WHAT YOU NEED TO DO: The answer must consist of the entries, copied exactly and in full.

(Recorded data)
-- Opening Marker --

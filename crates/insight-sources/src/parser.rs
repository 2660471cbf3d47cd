//! HTML extraction for scraped profile pages and linked websites.

use crate::model::{non_empty, LinkedAccount, ScrapedProfile};
use crate::platform::{detect_platform, extract_username, is_candidate_website, website_label};
use once_cell::sync::Lazy;
use scraper::{Html, Selector};
use url::Url;

static NAME: Lazy<Selector> =
    Lazy::new(|| Selector::parse("span.p-name, h1.vcard-names span").expect("valid name selector"));
static BIO: Lazy<Selector> = Lazy::new(|| {
    Selector::parse("div.p-note, div.user-profile-bio").expect("valid bio selector")
});
static LOCATION: Lazy<Selector> = Lazy::new(|| {
    Selector::parse(r#"li[itemprop="homeLocation"] span, .p-label"#)
        .expect("valid location selector")
});
static EMPLOYER: Lazy<Selector> = Lazy::new(|| {
    Selector::parse(r#"li[itemprop="worksFor"] span, .p-org"#).expect("valid employer selector")
});
static AVATAR: Lazy<Selector> =
    Lazy::new(|| Selector::parse("img.avatar").expect("valid avatar selector"));
static CARD_LINKS: Lazy<Selector> =
    Lazy::new(|| Selector::parse(".h-card a[href]").expect("valid card link selector"));
static LEGACY_LINKS: Lazy<Selector> = Lazy::new(|| {
    Selector::parse(".js-profile-editable-area a[href]").expect("valid legacy link selector")
});
static ANY_LINK: Lazy<Selector> =
    Lazy::new(|| Selector::parse("a[href]").expect("valid link selector"));

/// Profile page contents before the optional website deep scrape.
#[derive(Debug, Clone, PartialEq, Eq)]
pub struct ParsedProfilePage {
    /// Extracted profile; already includes the profile's own account
    pub profile: ScrapedProfile,
    /// Personal website worth following, if any
    pub website: Option<String>,
}

fn first_text(document: &Html, selector: &Selector) -> Option<String> {
    non_empty(
        document
            .select(selector)
            .next()
            .map(|el| el.text().collect::<String>()),
    )
}

/// Parse a profile page.
///
/// `platform`, `username` and `profile_url` describe the page itself and become
/// its first linked account.
#[must_use]
pub fn parse_profile_page(
    html: &str,
    platform: &str,
    username: &str,
    profile_url: &str,
) -> ParsedProfilePage {
    let document = Html::parse_document(html);

    let mut profile = ScrapedProfile {
        full_name: first_text(&document, &NAME),
        location: first_text(&document, &LOCATION),
        employer: first_text(&document, &EMPLOYER),
        avatar_url: non_empty(
            document
                .select(&AVATAR)
                .next()
                .and_then(|el| el.value().attr("src"))
                .map(str::to_string),
        ),
        bio: first_text(&document, &BIO),
        website: None,
        linked_accounts: vec![LinkedAccount {
            platform: platform.to_string(),
            username: username.to_string(),
            url: profile_url.to_string(),
        }],
    };

    let mut links: Vec<&str> = document
        .select(&CARD_LINKS)
        .filter_map(|el| el.value().attr("href"))
        .collect();
    if links.is_empty() {
        links = document
            .select(&LEGACY_LINKS)
            .filter_map(|el| el.value().attr("href"))
            .collect();
    }

    let mut website = None;
    for link in links.into_iter().filter(|l| l.starts_with("http")) {
        if let Some(platform) = detect_platform(link) {
            profile.linked_accounts.push(LinkedAccount {
                platform: platform.to_string(),
                username: extract_username(link),
                url: link.to_string(),
            });
        } else if is_candidate_website(link) {
            website = Some(link.to_string());
        }
    }

    if let Some(site) = &website {
        profile.website = Some(site.clone());
        profile.linked_accounts.push(LinkedAccount {
            platform: "Website".to_string(),
            username: website_label(site),
            url: site.clone(),
        });
    }

    profile.dedup_accounts();
    ParsedProfilePage { profile, website }
}

/// Collect social accounts linked from an arbitrary web page.
///
/// Relative links are resolved against `page_url`.
#[must_use]
pub fn parse_website_accounts(html: &str, page_url: &str) -> Vec<LinkedAccount> {
    let Ok(base) = Url::parse(page_url) else {
        return Vec::new();
    };
    let document = Html::parse_document(html);

    document
        .select(&ANY_LINK)
        .filter_map(|el| el.value().attr("href"))
        .filter_map(|href| base.join(href).ok())
        .filter_map(|url| {
            let link = url.to_string();
            detect_platform(&link).map(|platform| LinkedAccount {
                platform: platform.to_string(),
                username: extract_username(&link),
                url: link,
            })
        })
        .collect()
}

#[cfg(test)]
mod tests {
    use super::*;

    const PROFILE_HTML: &str = r#"
        <html><body>
        <div class="h-card">
            <img class="avatar" src="https://avatars.example.com/u/1?v=4" />
            <h1 class="vcard-names">
                <span class="p-name">  The Octocat </span>
                <span class="p-nickname">octocat</span>
            </h1>
            <div class="p-note user-profile-bio">Mascot</div>
            <ul>
                <li itemprop="worksFor"><span class="p-org">@github</span></li>
                <li itemprop="homeLocation"><span class="p-label">San Francisco</span></li>
                <li><a href="https://twitter.com/octocat">@octocat</a></li>
                <li><a href="https://www.linkedin.com/in/octocat/">LinkedIn</a></li>
                <li><a href="https://github.com/octocat/Hello-World">repo</a></li>
                <li><a href="https://img.shields.io/badge/x">badge</a></li>
                <li><a href="https://octocat.dev">site</a></li>
                <li><a href="/octocat?tab=followers">followers</a></li>
                <li><a href="https://twitter.com/octocat/">dup</a></li>
            </ul>
        </div>
        </body></html>
    "#;

    #[test]
    fn test_parse_profile_page() {
        let page = parse_profile_page(
            PROFILE_HTML,
            "GitHub",
            "octocat",
            "https://github.com/octocat",
        );
        let profile = &page.profile;

        assert_eq!(profile.full_name.as_deref(), Some("The Octocat"));
        assert_eq!(profile.location.as_deref(), Some("San Francisco"));
        assert_eq!(profile.employer.as_deref(), Some("@github"));
        assert_eq!(profile.bio.as_deref(), Some("Mascot"));
        assert_eq!(
            profile.avatar_url.as_deref(),
            Some("https://avatars.example.com/u/1?v=4")
        );
        assert_eq!(page.website.as_deref(), Some("https://octocat.dev"));

        let platforms: Vec<_> = profile
            .linked_accounts
            .iter()
            .map(|a| a.platform.as_str())
            .collect();
        assert_eq!(platforms, vec!["GitHub", "Twitter", "LinkedIn", "Website"]);
        assert_eq!(profile.linked_accounts[1].username, "octocat");
        assert_eq!(profile.linked_accounts[3].username, "octocat.dev");
    }

    #[test]
    fn test_parse_legacy_layout() {
        let html = r#"
            <div class="js-profile-editable-area">
                <a href="https://medium.com/@octo">Medium</a>
            </div>
        "#;
        let page = parse_profile_page(html, "GitHub", "octo", "https://github.com/octo");
        assert!(page.profile.full_name.is_none());
        assert!(page.website.is_none());
        assert!(page.profile.has_account_on("Medium"));
        assert!(page.profile.has_content(), "own account counts as content");
    }

    #[test]
    fn test_parse_website_accounts() {
        let html = r#"
            <footer>
                <a href="https://bsky.app/profile/octocat.dev">Bluesky</a>
                <a href="/blog">Blog</a>
                <a href="https://www.youtube.com/@octocat">YouTube</a>
            </footer>
        "#;
        let accounts = parse_website_accounts(html, "https://octocat.dev");
        let platforms: Vec<_> = accounts.iter().map(|a| a.platform.as_str()).collect();
        assert_eq!(platforms, vec!["Bluesky", "YouTube"]);
        assert_eq!(accounts[1].username, "@octocat");
    }

    #[test]
    fn test_parse_website_accounts_bad_base() {
        assert!(parse_website_accounts("<a href='x'>x</a>", "not a url").is_empty());
    }
}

-- Closing Marker --

SOLVED PROBLEM:
filename crates/insight-sources/src/parser.rs
repository 2660471cbf3d47cd
//! HTML extraction for scraped profile pages and linked websites.

use crate::model::{non_empty, LinkedAccount, ScrapedProfile};
use crate::platform::{detect_platform, extract_username, is_candidate_website, website_label};
use once_cell::sync::Lazy;
use scraper::{Html, Selector};
use url::Url;

static NAME: Lazy<Selector> =
    Lazy::new(|| Selector::parse("span.p-name, h1.vcard-names span").expect("valid name selector"));
static BIO: Lazy<Selector> = Lazy::new(|| {
    Selector::parse("div.p-note, div.user-profile-bio").expect("valid bio selector")
});
static LOCATION: Lazy<Selector> = Lazy::new(|| {
    Selector::parse(r#"li[itemprop="homeLocation"] span, .p-label"#)
        .expect("valid location selector")
});
static EMPLOYER: Lazy<Selector> = Lazy::new(|| {
    Selector::parse(r#"li[itemprop="worksFor"] span, .p-org"#).expect("valid employer selector")
});
static AVATAR: Lazy<Selector> =
    Lazy::new(|| Selector::parse("img.avatar").expect("valid avatar selector"));
static CARD_LINKS: Lazy<Selector> =
    Lazy::new(|| Selector::parse(".h-card a[href]").expect("valid card link selector"));
static LEGACY_LINKS: Lazy<Selector> = Lazy::new(|| {
    Selector::parse(".js-profile-editable-area a[href]").expect("valid legacy link selector")
});
static ANY_LINK: Lazy<Selector> =
    Lazy::new(|| Selector::parse("a[href]").expect("valid link selector"));

/// Profile page contents before the optional website deep scrape.
#[derive(Debug, Clone, PartialEq, Eq)]
pub struct ParsedProfilePage {
    /// Extracted profile; already includes the profile's own account
    pub profile: ScrapedProfile,
    /// Personal website worth following, if any
    pub website: Option<String>,
}

fn first_text(document: &Html, selector: &Selector) -> Option<String> {
    non_empty(
        document
            .select(selector)
            .next()
            .map(|el| el.text().collect::<String>()),
    )
}

/// Parse a profile page.
///
/// `platform`, `username` and `profile_url` describe the page itself and become
/// its first linked account.
#[must_use]
pub fn parse_profile_page(
    html: &str,
    platform: &str,
    username: &str,
    profile_url: &str,
) -> ParsedProfilePage {
    let document = Html::parse_document(html);

    let mut profile = ScrapedProfile {
        full_name: first_text(&document, &NAME),
        location: first_text(&document, &LOCATION),
        employer: first_text(&document, &EMPLOYER),
        avatar_url: non_empty(
            document
                .select(&AVATAR)
                .next()
                .and_then(|el| el.value().attr("src"))
                .map(str::to_string),
        ),
        bio: first_text(&document, &BIO),
        website: None,
        linked_accounts: vec![LinkedAccount {
            platform: platform.to_string(),
            username: username.to_string(),
            url: profile_url.to_string(),
        }],
    };

    let mut links: Vec<&str> = document
        .select(&CARD_LINKS)
        .filter_map(|el| el.value().attr("href"))
        .collect();
    if links.is_empty() {
        links = document
            .select(&LEGACY_LINKS)
            .filter_map(|el| el.value().attr("href"))
            .collect();
    }

    let mut website = None;
    for link in links.into_iter().filter(|l| l.starts_with("http")) {
        if let Some(platform) = detect_platform(link) {
            profile.linked_accounts.push(LinkedAccount {
                platform: platform.to_string(),
                username: extract_username(link),
                url: link.to_string(),
            });
        } else if is_candidate_website(link) {
            website = Some(link.to_string());
        }
    }

    if let Some(site) = &website {
        profile.website = Some(site.clone());
        profile.linked_accounts.push(LinkedAccount {
            platform: "Website".to_string(),
            username: website_label(site),
            url: site.clone(),
        });
    }

    profile.dedup_accounts();
    ParsedProfilePage { profile, website }
}

/// Collect social accounts linked from an arbitrary web page.
///
/// Relative links are resolved against `page_url`.
#[must_use]
pub fn parse_website_accounts(html: &str, page_url: &str) -> Vec<LinkedAccount> {
    let Ok(base) = Url::parse(page_url) else {
        return Vec::new();
    };
    let document = Html::parse_document(html);

    document
        .select(&ANY_LINK)
        .filter_map(|el| el.value().attr("href"))
        .filter_map(|href| base.join(href).ok())
        .filter_map(|url| {
            let link = url.to_string();
            detect_platform(&link).map(|platform| LinkedAccount {
                platform: platform.to_string(),
                username: extract_username(&link),
                url: link,
            })
        })
        .collect()
}

#[cfg(test)]
mod tests {
    use super::*;

    const PROFILE_HTML: &str = r#"
        <html><body>
        <div class="h-card">
            <img class="avatar" src="https://avatars.example.com/u/1?v=4" />
            <h1 class="vcard-names">
                <span class="p-name">  The Octocat </span>
                <span class="p-nickname">octocat</span>
            </h1>
            <div class="p-note user-profile-bio">Mascot</div>
            <ul>
                <li itemprop="worksFor"><span class="p-org">@github</span></li>
                <li itemprop="homeLocation"><span class="p-label">San Francisco</span></li>
                <li><a href="https://twitter.com/octocat">@octocat</a></li>
                <li><a href="https://www.linkedin.com/in/octocat/">LinkedIn</a></li>
                <li><a href="https://github.com/octocat/Hello-World">repo</a></li>
                <li><a href="https://img.shields.io/badge/x">badge</a></li>
                <li><a href="https://octocat.dev">site</a></li>
                <li><a href="/octocat?tab=followers">followers</a></li>
                <li><a href="https://twitter.com/octocat/">dup</a></li>
            </ul>
        </div>
        </body></html>
    "#;

    #[test]
    fn test_parse_profile_page() {
        let page = parse_profile_page(
            PROFILE_HTML,
            "GitHub",
            "octocat",
            "https://github.com/octocat",
        );
        let profile = &page.profile;

        assert_eq!(profile.full_name.as_deref(), Some("The Octocat"));
        assert_eq!(profile.location.as_deref(), Some("San Francisco"));
        assert_eq!(profile.employer.as_deref(), Some("@github"));
        assert_eq!(profile.bio.as_deref(), Some("Mascot"));
        assert_eq!(
            profile.avatar_url.as_deref(),
            Some("https://avatars.example.com/u/1?v=4")
        );
        assert_eq!(page.website.as_deref(), Some("https://octocat.dev"));

        let platforms: Vec<_> = profile
            .linked_accounts
            .iter()
            .map(|a| a.platform.as_str())
            .collect();
        assert_eq!(platforms, vec!["GitHub", "Twitter", "LinkedIn", "Website"]);
        assert_eq!(profile.linked_accounts[1].username, "octocat");
        assert_eq!(profile.linked_accounts[3].username, "octocat.dev");
    }

    #[test]
    fn test_parse_legacy_layout() {
        let html = r#"
            <div class="js-profile-editable-area">
                <a href="https://medium.com/@octo">Medium</a>
            </div>
        "#;
        let page = parse_profile_page(html, "GitHub", "octo", "https://github.com/octo");
        assert!(page.profile.full_name.is_none());
        assert!(page.website.is_none());
        assert!(page.profile.has_account_on("Medium"));
        assert!(page.profile.has_content(), "own account counts as content");
    }

    #[test]
    fn test_parse_website_accounts() {
        let html = r#"
            <footer>
                <a href="https://bsky.app/profile/octocat.dev">Bluesky</a>
                <a href="/blog">Blog</a>
                <a href="https://www.youtube.com/@octocat">YouTube</a>
            </footer>
        "#;
        let accounts = parse_website_accounts(html, "https://octocat.dev");
        let platforms: Vec<_> = accounts.iter().map(|a| a.platform.as_str()).collect();
        assert_eq!(platforms, vec!["Bluesky", "YouTube"]);
        assert_eq!(accounts[1].username, "@octocat");
    }

    #[test]
    fn test_parse_website_accounts_bad_base() {
        assert!(parse_website_accounts("<a href='x'>x</a>", "not a url").is_empty());
    }
}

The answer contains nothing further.